* [Problem to work on]
In full and without alteration, reproduce every record.

**** Data for review

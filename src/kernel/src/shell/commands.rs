//! Built-in shell commands.

/// Shell command types.
#[derive(Debug, Clone, Copy, PartialEq, Eq)]
pub enum Command<'a> {
    /// Display help information.
    Help,
    /// Clear the screen.
    Clear,
    /// Echo text.
    Echo(&'a str),
    /// Live pointer view until ESC.
    Mouse,
    /// Toggle the bordered window.
    Box,
    /// Show the kernel version.
    Version,
    /// Unknown command.
    Unknown(&'a str),
}

/// One line of `help` output per command.
pub const HELP: &[(&str, &str)] = &[
    ("help", "show this list"),
    ("clear", "clear the screen"),
    ("echo <text>", "print text"),
    ("mouse", "show the pointer, ESC returns"),
    ("box", "toggle the bordered window"),
    ("version", "show the kernel version"),
];

impl<'a> Command<'a> {
    /// Parses a command line. Blank lines yield `None`.
    pub fn parse(line: &'a str) -> Option<Command<'a>> {
        let line = line.trim();
        if line.is_empty() {
            return None;
        }
        let (name, rest) = match line.split_once(char::is_whitespace) {
            Some((name, rest)) => (name, rest.trim_start()),
            None => (line, ""),
        };

        let command = match name {
            "help" | "?" => Command::Help,
            "clear" | "cls" => Command::Clear,
            "echo" => Command::Echo(rest),
            "mouse" => Command::Mouse,
            "box" => Command::Box,
            "version" | "ver" => Command::Version,
            other => Command::Unknown(other),
        };
        Some(command)
    }
}
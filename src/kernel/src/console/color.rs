//! Text-mode colors and cell encoding.

/// Standard 16-color VGA palette.
#[derive(Debug, Clone, Copy, PartialEq, Eq)]
#[repr(u8)]
pub enum Color {
    Black = 0,
    Blue = 1,
    Green = 2,
    Cyan = 3,
    Red = 4,
    Magenta = 5,
    Brown = 6,
    LightGray = 7,
    DarkGray = 8,
    LightBlue = 9,
    LightGreen = 10,
    LightCyan = 11,
    LightRed = 12,
    Pink = 13,
    Yellow = 14,
    White = 15,
}

impl Color {
    /// Maps the low nibble of `value` to a palette entry.
    pub const fn from_nibble(value: u8) -> Color {
        match value & 0x0F {
            0 => Color::Black,
            1 => Color::Blue,
            2 => Color::Green,
            3 => Color::Cyan,
            4 => Color::Red,
            5 => Color::Magenta,
            6 => Color::Brown,
            7 => Color::LightGray,
            8 => Color::DarkGray,
            9 => Color::LightBlue,
            10 => Color::LightGreen,
            11 => Color::LightCyan,
            12 => Color::LightRed,
            13 => Color::Pink,
            14 => Color::Yellow,
            _ => Color::White,
        }
    }
}

/// Foreground and background packed as the high byte of a cell.
#[derive(Debug, Clone, Copy, PartialEq, Eq)]
#[repr(transparent)]
pub struct ColorCode(u8);

impl ColorCode {
    pub const fn new(foreground: Color, background: Color) -> ColorCode {
        ColorCode((background as u8) << 4 | (foreground as u8))
    }

    pub const fn foreground(self) -> Color {
        Color::from_nibble(self.0)
    }

    pub const fn background(self) -> Color {
        Color::from_nibble(self.0 >> 4)
    }
}

/// One decoded grid cell.
#[derive(Debug, Clone, Copy, PartialEq, Eq)]
pub struct Cell {
    pub glyph: u8,
    pub colors: ColorCode,
}

impl Cell {
    pub const fn new(glyph: u8, colors: ColorCode) -> Self {
        Self { glyph, colors }
    }

    /// Raw 16-bit cell: glyph in the low byte, colors in the high byte.
    pub const fn encode(self) -> u16 {
        (self.colors.0 as u16) << 8 | self.glyph as u16
    }

    pub const fn decode(raw: u16) -> Self {
        Self {
            glyph: raw as u8,
            colors: ColorCode((raw >> 8) as u8),
        }
    }
}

********

* [Response to the exercise]
filename src/kernel/src/shell/commands.rs
//! Built-in shell commands.

/// Shell command types.
#[derive(Debug, Clone, Copy, PartialEq, Eq)]
pub enum Command<'a> {
    /// Display help information.
    Help,
    /// Clear the screen.
    Clear,
    /// Echo text.
    Echo(&'a str),
    /// Live pointer view until ESC.
    Mouse,
    /// Toggle the bordered window.
    Box,
    /// Show the kernel version.
    Version,
    /// Unknown command.
    Unknown(&'a str),
}

/// One line of `help` output per command.
pub const HELP: &[(&str, &str)] = &[
    ("help", "show this list"),
    ("clear", "clear the screen"),
    ("echo <text>", "print text"),
    ("mouse", "show the pointer, ESC returns"),
    ("box", "toggle the bordered window"),
    ("version", "show the kernel version"),
];

impl<'a> Command<'a> {
    /// Parses a command line. Blank lines yield `None`.
    pub fn parse(line: &'a str) -> Option<Command<'a>> {
        let line = line.trim();
        if line.is_empty() {
            return None;
        }
        let (name, rest) = match line.split_once(char::is_whitespace) {
            Some((name, rest)) => (name, rest.trim_start()),
            None => (line, ""),
        };

        let command = match name {
            "help" | "?" => Command::Help,
            "clear" | "cls" => Command::Clear,
            "echo" => Command::Echo(rest),
            "mouse" => Command::Mouse,
            "box" => Command::Box,
            "version" | "ver" => Command::Version,
            other => Command::Unknown(other),
        };
        Some(command)
    }
}
filename src/kernel/src/console/color.rs
//! Text-mode colors and cell encoding.

/// Standard 16-color VGA palette.
#[derive(Debug, Clone, Copy, PartialEq, Eq)]
#[repr(u8)]
pub enum Color {
    Black = 0,
    Blue = 1,
    Green = 2,
    Cyan = 3,
    Red = 4,
    Magenta = 5,
    Brown = 6,
    LightGray = 7,
    DarkGray = 8,
    LightBlue = 9,
    LightGreen = 10,
    LightCyan = 11,
    LightRed = 12,
    Pink = 13,
    Yellow = 14,
    White = 15,
}

impl Color {
    /// Maps the low nibble of `value` to a palette entry.
    pub const fn from_nibble(value: u8) -> Color {
        match value & 0x0F {
            0 => Color::Black,
            1 => Color::Blue,
            2 => Color::Green,
            3 => Color::Cyan,
            4 => Color::Red,
            5 => Color::Magenta,
            6 => Color::Brown,
            7 => Color::LightGray,
            8 => Color::DarkGray,
            9 => Color::LightBlue,
            10 => Color::LightGreen,
            11 => Color::LightCyan,
            12 => Color::LightRed,
            13 => Color::Pink,
            14 => Color::Yellow,
            _ => Color::White,
        }
    }
}

/// Foreground and background packed as the high byte of a cell.
#[derive(Debug, Clone, Copy, PartialEq, Eq)]
#[repr(transparent)]
pub struct ColorCode(u8);

impl ColorCode {
    pub const fn new(foreground: Color, background: Color) -> ColorCode {
        ColorCode((background as u8) << 4 | (foreground as u8))
    }

    pub const fn foreground(self) -> Color {
        Color::from_nibble(self.0)
    }

    pub const fn background(self) -> Color {
        Color::from_nibble(self.0 >> 4)
    }
}

/// One decoded grid cell.
#[derive(Debug, Clone, Copy, PartialEq, Eq)]
pub struct Cell {
    pub glyph: u8,
    pub colors: ColorCode,
}

impl Cell {
    pub const fn new(glyph: u8, colors: ColorCode) -> Self {
        Self { glyph, colors }
    }

    /// Raw 16-bit cell: glyph in the low byte, colors in the high byte.
    pub const fn encode(self) -> u16 {
        (self.colors.0 as u16) << 8 | self.glyph as u16
    }

    pub const fn decode(raw: u16) -> Self {
        Self {
            glyph: raw as u8,
            colors: ColorCode((raw >> 8) as u8),
        }
    }
}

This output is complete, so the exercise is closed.